**Your objective**
Using the entries below, write out the line with "shim forwards everything", the line with "fn from(v: i64)", and every line in between, exactly as each is written.

---*---

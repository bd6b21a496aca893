// Copyright 2025 Schelling Point Labs Inc
// SPDX-License-Identifier: AGPL-3.0-only

//! Abstract observability surface used by the layers.
//!
//! The export plumbing (OTLP wiring, span processors) is supplied by an
//! external collaborator; the core only depends on these traits. The
//! built-in [`LogTelemetry`] shim forwards everything to `tracing` so a
//! mounted filesystem is observable without any backend attached.

use std::fmt;
use std::sync::Arc;
use std::time::Instant;

use tracing::debug;

/// A span or event attribute value.
#[derive(Clone, Debug, PartialEq)]
pub enum AttrValue {
    I64(i64),
    U64(u64),
    F64(f64),
    Str(String),
    Bool(bool),
}

impl fmt::Display for AttrValue {
    fn fmt(&self, f: &mut fmt::Formatter<'_>) -> fmt::Result {
        match self {
            AttrValue::I64(v) => write!(f, "{v}"),
            AttrValue::U64(v) => write!(f, "{v}"),
            AttrValue::F64(v) => write!(f, "{v}"),
            AttrValue::Str(v) => write!(f, "{v}"),
            AttrValue::Bool(v) => write!(f, "{v}"),
        }
    }
}

impl From<&str> for AttrValue {
    fn from(v: &str) -> Self {
        AttrValue::Str(v.to_string())
    }
}

impl From<String> for AttrValue {
    fn from(v: String) -> Self {
        AttrValue::Str(v)
    }
}

impl From<u64> for AttrValue {
    fn from(v: u64) -> Self {
        AttrValue::U64(v)
    }
}

impl From<i64> for AttrValue {
    fn from(v: i64) -> Self {
        AttrValue::I64(v)
    }
}

/// One operation's trace span. `end` is idempotent; dropping an unended
/// span ends it.
pub trait Span: Send {
    fn set_attribute(&mut self, key: &str, value: AttrValue);
    fn add_event(&mut self, name: &str, attrs: Vec<(String, AttrValue)>);
    fn end(&mut self);
}

pub trait Counter: Send + Sync {
    fn add(&self, value: u64);
}

pub trait Histogram: Send + Sync {
    fn record(&self, value: f64);
}

/// Factory for spans and instruments. Implementations must be cheap to
/// call per request.
pub trait TelemetryProvider: Send + Sync {
    fn start_span(&self, name: &str) -> Box<dyn Span>;
    fn counter(&self, name: &str) -> Arc<dyn Counter>;
    fn histogram(&self, name: &str) -> Arc<dyn Histogram>;
}

/// Discards everything.
#[derive(Default)]
pub struct NoopTelemetry;

struct NoopSpan;

impl Span for NoopSpan {
    fn set_attribute(&mut self, _key: &str, _value: AttrValue) {}
    fn add_event(&mut self, _name: &str, _attrs: Vec<(String, AttrValue)>) {}
    fn end(&mut self) {}
}

struct NoopInstrument;

impl Counter for NoopInstrument {
    fn add(&self, _value: u64) {}
}

impl Histogram for NoopInstrument {
    fn record(&self, _value: f64) {}
}

impl TelemetryProvider for NoopTelemetry {
    fn start_span(&self, _name: &str) -> Box<dyn Span> {
        Box::new(NoopSpan)
    }

    fn counter(&self, _name: &str) -> Arc<dyn Counter> {
        Arc::new(NoopInstrument)
    }

    fn histogram(&self, _name: &str) -> Arc<dyn Histogram> {
        Arc::new(NoopInstrument)
    }
}

/// Shim that renders spans and instruments as `tracing` events. The
/// collector endpoint is carried opaquely for the real exporter to pick
/// up; this shim only logs it once at construction.
pub struct LogTelemetry {
    endpoint: Option<String>,
}

impl LogTelemetry {
    pub fn new(endpoint: Option<String>) -> Self {
        if let Some(endpoint) = &endpoint {
            debug!(target: "interposefs::telemetry", endpoint = %endpoint, "collector endpoint configured");
        }
        Self { endpoint }
    }

    pub fn endpoint(&self) -> Option<&str> {
        self.endpoint.as_deref()
    }
}

struct LogSpan {
    name: String,
    started: Instant,
    ended: bool,
}

impl Span for LogSpan {
    fn set_attribute(&mut self, key: &str, value: AttrValue) {
        debug!(target: "interposefs::telemetry", span = %self.name, key, %value, "attribute");
    }

    fn add_event(&mut self, name: &str, attrs: Vec<(String, AttrValue)>) {
        let rendered = attrs
            .iter()
            .map(|(k, v)| format!("{k}={v}"))
            .collect::<Vec<_>>()
            .join(" ");
        debug!(target: "interposefs::telemetry", span = %self.name, event = name, attrs = %rendered, "event");
    }

    fn end(&mut self) {
        if !self.ended {
            self.ended = true;
            debug!(
                target: "interposefs::telemetry",
                span = %self.name,
                duration_us = self.started.elapsed().as_micros() as u64,
                "span end"
            );
        }
    }
}

impl Drop for LogSpan {
    fn drop(&mut self) {
        self.end();
    }
}

struct LogCounter {
    name: String,
}

impl Counter for LogCounter {
    fn add(&self, value: u64) {
        debug!(target: "interposefs::telemetry", counter = %self.name, value, "counter add");
    }
}

struct LogHistogram {
    name: String,
}

impl Histogram for LogHistogram {
    fn record(&self, value: f64) {
        debug!(target: "interposefs::telemetry", histogram = %self.name, value, "histogram record");
    }
}

impl TelemetryProvider for LogTelemetry {
    fn start_span(&self, name: &str) -> Box<dyn Span> {
        Box::new(LogSpan {
            name: name.to_string(),
            started: Instant::now(),
            ended: false,
        })
    }

    fn counter(&self, name: &str) -> Arc<dyn Counter> {
        Arc::new(LogCounter {
            name: name.to_string(),
        })
    }

    fn histogram(&self, name: &str) -> Arc<dyn Histogram> {
        Arc::new(LogHistogram {
            name: name.to_string(),
        })
    }
}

---*---

**Answer for this exercise**
//! built-in [`LogTelemetry`] shim forwards everything to `tracing` so a
//! mounted filesystem is observable without any backend attached.

use std::fmt;
use std::sync::Arc;
use std::time::Instant;

use tracing::debug;

/// A span or event attribute value.
#[derive(Clone, Debug, PartialEq)]
pub enum AttrValue {
    I64(i64),
    U64(u64),
    F64(f64),
    Str(String),
    Bool(bool),
}

impl fmt::Display for AttrValue {
    fn fmt(&self, f: &mut fmt::Formatter<'_>) -> fmt::Result {
        match self {
            AttrValue::I64(v) => write!(f, "{v}"),
            AttrValue::U64(v) => write!(f, "{v}"),
            AttrValue::F64(v) => write!(f, "{v}"),
            AttrValue::Str(v) => write!(f, "{v}"),
            AttrValue::Bool(v) => write!(f, "{v}"),
        }
    }
}

impl From<&str> for AttrValue {
    fn from(v: &str) -> Self {
        AttrValue::Str(v.to_string())
    }
}

impl From<String> for AttrValue {
    fn from(v: String) -> Self {
        AttrValue::Str(v)
    }
}

impl From<u64> for AttrValue {
    fn from(v: u64) -> Self {
        AttrValue::U64(v)
    }
}

impl From<i64> for AttrValue {
    fn from(v: i64) -> Self {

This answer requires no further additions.